3rd party scsi disk support

George Robert Boyce grboyce at rodan.acs.syr.edu
Thu Apr 18 04:53:55 AEST 1991


Back on 4/1/90, Vic Abell asked about info on 3rd party disks. In
contrast to the problems with supporting 3rd party 8mm tape drives,
the scsi disk support seems to be pretty good. After solving one
problem (see a related posting), I was able to add an HP 1.2G disk
without any difficulty. I thought it would be useful to share this
information:

tony% df /scratch
Filesystem    Total KB    free %used   iused %iused Mounted on
/dev/scratch    970752  940120    3%      16     0% /scratch

The sequence, while unusual for us BSD hackers, is not hard. I used
SMIT where appropriate but here are the commands which SMIT executes
(for a 3rd scsi disk at address 4 on scsi interface 0, and a
filesystem called /scratch) (oh, and this is from memory):

1. Attach the device at a reasonable scsi address. Note that the
default scsi interface on a rs6000/530 only supports two external
devices.

2. format the drive by runing "diag", select 'service aid', 'disk
media', 'format disk', 'disk drive in location 00-08-00-40'.
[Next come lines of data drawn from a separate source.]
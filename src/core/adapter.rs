//! Seam between the queue and the library that actually fetches media
//!
//! Adapters never touch queue state. They report back by sending
//! [`AdapterEvent`]s over a channel that the queue runtime drains on its single
//! task, which keeps every status transition inside one critical section.

use async_trait::async_trait;
use serde::{Deserialize, Serialize};
use tokio::sync::mpsc;
use tokio_util::sync::CancellationToken;

use crate::core::models::{AppResult, JobSource};
use crate::core::settings::SettingsSnapshot;

/// Terminal result of one fetch
#[derive(Debug, Clone, PartialEq, Serialize, Deserialize)]
pub enum FetchOutcome {
    Success,
    Failure(String),
}

/// Messages flowing from adapters (and grace timers) back to the queue
#[derive(Debug, Clone, PartialEq)]
pub enum AdapterEvent {
    Progress { job_id: String, percent: f64 },
    Finished { job_id: String, outcome: FetchOutcome },
    /// Internal: cancellation grace period for a job elapsed
    GraceExpired { job_id: String },
}

pub type AdapterEventSender = mpsc::UnboundedSender<AdapterEvent>;
pub type AdapterEventReceiver = mpsc::UnboundedReceiver<AdapterEvent>;

/// Everything an adapter needs to run one job
#[derive(Debug, Clone)]
pub struct FetchRequest {
    pub job_id: String,
    pub source: JobSource,
    pub settings: SettingsSnapshot,
}

/// Handle to an in-flight fetch
#[derive(Debug, Clone)]
pub struct FetchHandle {
    job_id: String,
    cancel: CancellationToken,
}

impl FetchHandle {
    pub fn new(job_id: impl Into<String>) -> Self {
        Self {
            job_id: job_id.into(),
            cancel: CancellationToken::new(),
        }
    }

    pub fn job_id(&self) -> &str {
        &self.job_id
    }

    /// Token the fetch should watch for stop requests
    pub fn cancellation_token(&self) -> CancellationToken {
        self.cancel.clone()
    }

    pub fn is_cancelled(&self) -> bool {
        self.cancel.is_cancelled()
    }
}

/// Callback surface handed to an adapter for one job
#[derive(Debug, Clone)]
pub struct ProgressReporter {
    job_id: String,
    sender: AdapterEventSender,
}

impl ProgressReporter {
    pub fn new(job_id: impl Into<String>, sender: AdapterEventSender) -> Self {
        Self {
            job_id: job_id.into(),
            sender,
        }
    }

    pub fn job_id(&self) -> &str {
        &self.job_id
    }

    pub fn progress(&self, percent: f64) {
        let _ = self.sender.send(AdapterEvent::Progress {
            job_id: self.job_id.clone(),
            percent,
        });
    }

    /// Report the terminal outcome; consumes the reporter
    pub fn complete(self, outcome: FetchOutcome) {
        let _ = self.sender.send(AdapterEvent::Finished {
            job_id: self.job_id,
            outcome,
        });
    }

    pub fn succeed(self) {
        self.complete(FetchOutcome::Success);
    }

    pub fn fail(self, error: impl Into<String>) {
        self.complete(FetchOutcome::Failure(error.into()));
    }
}

/// The wrapped downloading library.
///
/// `fetch` must return promptly; the work itself runs on a task the adapter
/// spawns. It reports zero or more progress values and then exactly one
/// completion through the reporter.
#[async_trait]
pub trait DownloadAdapter: Send + Sync {
    fn name(&self) -> &str;

    fn fetch(&self, request: FetchRequest, reporter: ProgressReporter) -> AppResult<FetchHandle>;

    /// Best-effort stop request; acknowledgment arrives as a completion
    fn cancel(&self, handle: &FetchHandle) {
        handle.cancel.cancel();
    }

    /// Expand a source into the individual references to enqueue
    async fn resolve_entries(&self, source: &JobSource) -> AppResult<Vec<String>> {
        Ok(vec![source.as_str().to_string()])
    }
}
3. "mkdev -c disk -t 'osdisk' -s 'scsi' -p 'scsi0' -w '40'"

4. either make a new volume group or extend an existing one, so either
"mkvg -f hdisk2" or "extendvg -f 'rootvg' 'hdisk2'.

5. either make a new file system or extend an old one, so either 
"crfs -v jfs -d'scratch' -m'/scratch' -A'no' -p'rw'" or
"chfs -a size='xxxx' /scratch"

The /usr/lpp/bos/README file (read it) has a few hints including the
command "chdev -l hdisk2 -a pv=clear" command which might be needed
before the mkvg command. I'm not sure because I was having this other
problem at about that time (see related posting).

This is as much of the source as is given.